Sie, Victoria Beckham,

behaupteten in der Netflix-Doku »Beckham«, Sie seien »working class« aufgewachsen. Auf die Frage Ihres Ehemanns, mit welchem Auto Sie zur Schule gefahren worden seien, gaben Sie nach einigem Herumdrucksen zu, es habe sich um einen Rolls-Royce gehandelt. Nun verkaufen Sie T-Shirts mit dem Aufdruck »My Dad had a Rolls-Royce« für um die 130 Euro und werden für Ihre Selbstironie gelobt. Wir persönlich fänden es sogar noch mutiger und erfrischender, wenn Sie augenzwinkernd Shirts mit der Aufschrift »My Husband was the Ambassador for the World Cup in Qatar« anbieten würden, um den Kritiker/innen so richtig den Wind aus den Segeln zu nehmen.

In der Selbstkritik ausschließlich ironisch: Titanic

 Wussten wir’s doch, »Heute-Journal«!

Deinen Bericht über die Ausstellung »Kunst und Fälschung« im Kurpfälzischen Museum in Heidelberg beendetest Du so: »Es gibt keine perfekte Fälschung. Die hängen weiterhin als Originale in den Museen.«

Haben Originale auch schon immer für die besseren Fälschungen gehalten:

Deine Kunsthistoriker/innen von der Titanic

 Aaaaah, Bestsellerautor Maxim Leo!

In Ihrem neuen Roman »Wir werden jung sein« beschäftigen Sie sich mit der These, dass es in nicht allzu ferner Zukunft möglich sein wird, das maximale Lebensalter von Menschen mittels neuer Medikamente auf 120, 150 oder sogar 200 Jahre zu verlängern. Grundlage sind die Erkenntnisse aus der sogenannten Longevity-Forschung, mit denen modernen Frankensteins bereits das Kunststück gelang, das Leben von Versuchsmäusen beträchtlich zu verlängern.

So verlockend der Gedanke auch ist, das Finale der Fußballweltmeisterschaft 2086 bei bester Gesundheit von der heimischen Couch aus zu verfolgen und sich danach im Schaukelstuhl gemütlich das 196. Studioalbum der Rolling Stones anzuhören – wer möchte denn bitte in einer Welt leben, in der das Gerangel zwischen Joe Biden und Donald Trump noch ein ganzes Jahrhundert so weitergeht, der Papst bis zum Jüngsten Gericht durchregiert und Wladimir Putin bei seiner Kolonisierung auf andere Planeten zurückgreifen muss? Eines will man angesichts Ihrer Prognose, dass es bis zum medizinischen Durchbruch »im besten Fall noch 10 und im schlimmsten 50 Jahre dauert«, ganz bestimmt nicht: Ihren dystopischen Horrorschinken lesen!

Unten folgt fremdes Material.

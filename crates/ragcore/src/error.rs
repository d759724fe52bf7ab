use crate::{NodeId, WorkflowId};
use thiserror::Error;

/// Request-level failures surfaced before any node executes.
#[derive(Error, Debug)]
pub enum ValidationError {
    #[error("workflow not found: {0}")]
    WorkflowNotFound(WorkflowId),

    #[error("stop node {0} does not exist in this workflow")]
    UnknownStopNode(NodeId),

    #[error("invalid workflow: {0}")]
    InvalidWorkflow(String),
}

/// A node executor could not complete. Halts the run at that node;
/// prior records are preserved.
#[derive(Error, Debug, Clone)]
pub enum NodeError {
    #[error("configuration error: {0}")]
    Configuration(String),

    #[error("missing required field: {0}")]
    MissingField(String),

    #[error("invalid type for field '{field}': expected {expected}")]
    InvalidFieldType { field: String, expected: String },

    #[error("{0}")]
    Upstream(String),

    #[error("timed out after {seconds}s")]
    Timeout { seconds: u64 },

    #[error("cancelled")]
    Cancelled,
}

/// Faults from the definitions or results store.
#[derive(Error, Debug)]
pub enum StoreError {
    #[error("database error: {0}")]
    Database(String),

    #[error("serialization error: {0}")]
    Serialization(#[from] serde_json::Error),

    #[error("io error: {0}")]
    Io(#[from] std::io::Error),
}

/// Top-level engine error returned to callers. Node failures never appear
/// here; they are folded into the run's execution flow instead.
#[derive(Error, Debug)]
pub enum EngineError {
    #[error(transparent)]
    Validation(#[from] ValidationError),

    #[error("store error: {0}")]
    Store(#[from] StoreError),
}
use async_trait::async_trait;
use ragcore::{ExecutionId, ExecutionResult, StoreError, Workflow, WorkflowId};
use std::collections::HashMap;
use tokio::sync::RwLock;

/// Read-only view of the workflow definitions store.
///
/// The engine only ever reads during a run; create/update/delete of
/// definitions lives elsewhere.
#[async_trait]
pub trait DefinitionsStore: Send + Sync {
    async fn get_workflow(&self, id: WorkflowId) -> Result<Option<Workflow>, StoreError>;
}

/// Append-only store of finished runs. Each result is independent and keyed
/// by its own id, so concurrent appends need no global coordination.
#[async_trait]
pub trait ResultsStore: Send + Sync {
    async fn save(&self, result: &ExecutionResult) -> Result<(), StoreError>;

    async fn get(&self, id: ExecutionId) -> Result<Option<ExecutionResult>, StoreError>;

    async fn list_for_workflow(
        &self,
        workflow_id: WorkflowId,
    ) -> Result<Vec<ExecutionResult>, StoreError>;
}

/// In-memory definitions store for embedding, the CLI, and tests.
pub struct MemoryDefinitions {
    workflows: RwLock<HashMap<WorkflowId, Workflow>>,
}

impl MemoryDefinitions {
    pub fn new() -> Self {
        Self {
            workflows: RwLock::new(HashMap::new()),
        }
    }

    pub async fn insert(&self, workflow: Workflow) {
        self.workflows.write().await.insert(workflow.id, workflow);
    }

    pub async fn list(&self) -> Vec<Workflow> {
        self.workflows.read().await.values().cloned().collect()
    }
}

impl Default for MemoryDefinitions {
    fn default() -> Self {
        Self::new()
    }
}

#[async_trait]
impl DefinitionsStore for MemoryDefinitions {
    async fn get_workflow(&self, id: WorkflowId) -> Result<Option<Workflow>, StoreError> {
        Ok(self.workflows.read().await.get(&id).cloned())
    }
}

/// In-memory results store for tests and ephemeral embedding.
pub struct MemoryResults {
    runs: RwLock<HashMap<ExecutionId, ExecutionResult>>,
}

impl MemoryResults {
    pub fn new() -> Self {
        Self {
            runs: RwLock::new(HashMap::new()),
        }
    }
}

impl Default for MemoryResults {
    fn default() -> Self {
        Self::new()
    }
}

#[async_trait]
impl ResultsStore for MemoryResults {
    async fn save(&self, result: &ExecutionResult) -> Result<(), StoreError> {
        self.runs.write().await.insert(result.id, result.clone());
        Ok(())
    }

    async fn get(&self, id: ExecutionId) -> Result<Option<ExecutionResult>, StoreError> {
        Ok(self.runs.read().await.get(&id).cloned())
    }

    async fn list_for_workflow(
        &self,
        workflow_id: WorkflowId,
    ) -> Result<Vec<ExecutionResult>, StoreError> {
        let mut runs: Vec<ExecutionResult> = self
            .runs
            .read()
            .await
            .values()
            .filter(|r| r.workflow_id == workflow_id)
            .cloned()
            .collect();
        runs.sort_by(|a, b| b.created_at.cmp(&a.created_at));
        Ok(runs)
    }
}
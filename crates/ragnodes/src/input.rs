use async_trait::async_trait;
use chrono::Utc;
use ragcore::{Envelope, NodeContext, NodeError, NodeExecutor};

/// Validates and truncates the raw message against the configured maximum
/// length. Adds `timestamp` and `length` alongside the (possibly truncated)
/// `message`.
pub struct InputExecutor;

#[async_trait]
impl NodeExecutor for InputExecutor {
    fn node_type(&self) -> &str {
        "input"
    }

    async fn execute(&self, ctx: NodeContext) -> Result<Envelope, NodeError> {
        let cfg = ctx.config.as_input()?;
        let message = ctx.require_message()?;

        let total_chars = message.chars().count();
        let accepted: String = message.chars().take(cfg.max_length).collect();
        if total_chars > cfg.max_length {
            ctx.events.warn(format!(
                "message truncated from {total_chars} to {} characters",
                cfg.max_length
            ));
        }
        let length = accepted.chars().count();

        let mut next = ctx.envelope.clone();
        next.insert("message", accepted);
        next.insert("timestamp", Utc::now().to_rfc3339());
        next.insert("length", length);
        Ok(next)
    }
}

Brennt dann doch lieber an beiden Enden und erlischt mit Stil: Titanic

 Ciao, Luisa Neubauer!

»Massendemonstrationen sind kein Pizza-Lieferant«, lasen wir in Ihrem Gastartikel auf Zeit online. »Man wird nicht einmal laut und bekommt alles, was man will.«

Was bei uns massenhaft Fragen aufwirft. Etwa die, wie Sie eigentlich Pizza bestellen. Oder was Sie von einem Pizzalieferanten noch »alles« wollen außer – nun ja – Pizza. Ganz zu schweigen von der Frage, wer in Ihrem Bild denn nun eigentlich etwas bestellt und wer etwas liefert bzw. eben gerade nicht. Sicher, in der Masse kann man schon mal den Überblick verlieren. Aber kann es sein, dass Ihre Aussage einfach mindestens vierfacher Käse ist?

Fragt hungrig: Titanic

 Dear Weltgeist,

das hast Du hübsch und humorvoll eingerichtet, wie Du an der Uni Jena Deiner dortigen Erfindung gedenkst! Und auch des Verhältnisses von Herr und Knecht, über das Hegel ebenfalls ungefähr zur Zeit Deiner Entstehung sinnierte. Denn was machst Du um die 200 Jahre später, lieber Weltgeist? Richtest an Deiner Alma Mater ein Master-Service-Zentrum ein. Coole Socke!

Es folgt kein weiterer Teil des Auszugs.